You would think this sort of research – the “do kids do
better in families with more money” – has already been done. And you’d be
right. In the 2002 Winter/Spring issue of the journal Children and Welfare
Reform, Sheila Zedlweski writes, “It is well documented that children in
families with greater incomes do better across a wide range of indicators. Economically
secure children tend to be healthier and do better in school; they are less likely
to be involved in criminal behavior and are more likely to graduate from high
school and to earn higher incomes as adults. In contrast, poorer children tend
to have fewer opportunities for success.”

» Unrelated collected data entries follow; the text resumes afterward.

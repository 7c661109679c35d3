use crate::{Error, Result};
use chromiumoxide::browser::{Browser, BrowserConfig};
use chromiumoxide::handler::Handler;
use std::path::PathBuf;
use wren_core::BootstrapConfig;

/// Builds and launches the browser process for one session
pub struct BrowserLauncher {
    executable: PathBuf,
    profile_dir: PathBuf,
    headless: bool,
    devtools: bool,
    extra_args: Vec<String>,
}

impl BrowserLauncher {
    pub fn new(executable: PathBuf, profile_dir: PathBuf, config: &BootstrapConfig) -> Self {
        Self {
            executable,
            profile_dir,
            headless: config.headless,
            devtools: config.use_devtools,
            extra_args: config.browser_args.clone(),
        }
    }

    /// Launch the browser; the returned handler stream must be driven
    /// for any CDP command to make progress.
    pub async fn launch(&self) -> Result<(Browser, Handler)> {
        let config = self.browser_config()?;
        let (browser, handler) = Browser::launch(config).await?;
        tracing::debug!(
            executable = %self.executable.display(),
            profile = %self.profile_dir.display(),
            "browser launched"
        );
        Ok((browser, handler))
    }

    fn browser_config(&self) -> Result<BrowserConfig> {
        let mut builder = BrowserConfig::builder()
            .chrome_executable(&self.executable)
            .user_data_dir(&self.profile_dir);

        if !self.headless {
            builder = builder.with_head();
        }
        if self.devtools {
            builder = builder.arg("--auto-open-devtools-for-tabs");
        }
        builder = builder.args(self.extra_args.clone());

        builder.build().map_err(Error::Browser)
    }
}

#[cfg(test)]
mod tests {
    use super::*;

    #[test]
    fn test_browser_config_builds_with_overridden_args() {
        let config = BootstrapConfig {
            headless: false,
            use_devtools: true,
            browser_args: vec!["--no-sandbox".to_string()],
            ..Default::default()
        };
        let launcher = BrowserLauncher::new(
            PathBuf::from("/usr/bin/google-chrome"),
            PathBuf::from("/tmp/profile"),
            &config,
        );

        assert!(launcher.browser_config().is_ok());
    }

    #[test]
    fn test_browser_config_builds_with_defaults() {
        let launcher = BrowserLauncher::new(
            PathBuf::from("/usr/bin/google-chrome"),
            PathBuf::from("/tmp/profile"),
            &BootstrapConfig::default(),
        );

        assert!(launcher.browser_config().is_ok());
    }
}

Nearly a dozen years later Duncan, et al revisit the issue in
the Sept. 2011 issue of Dev Psychol (vol. 47, no. 5). After reviewing the
literature and data they suggest that “…a $1,000 increase in annual income
increases young children's achievement by 5%–6% of a standard deviation. As
such, our results suggest that family income has a policy-relevant, positive
impact on the eventual school achievement of preschool children.” Their study, “Does
Money Matter?” – along with loads of
links to other similar studies – is posted here in the US National Library of
Medicine at the National Institutes of Health.
So do we really need one more study about the effect of
income on children’s wellbeing? Dr. Martin she sees this as a “rare opportunity
for a natural experiment,” as she told the PSU reporter. “Some families will
receive a significant number of royalty checks while others will not,” she
said, “because of two factors – one determined by a geological formation
created over 300 million years ago (Marcellus Shale) and the other by
government policies decided in Harrisburg, PA and Albany, NY.
A more interesting question might be whether the wealth created for a few through gas
royalties creates income inequality that affects the well-being of children in those communities.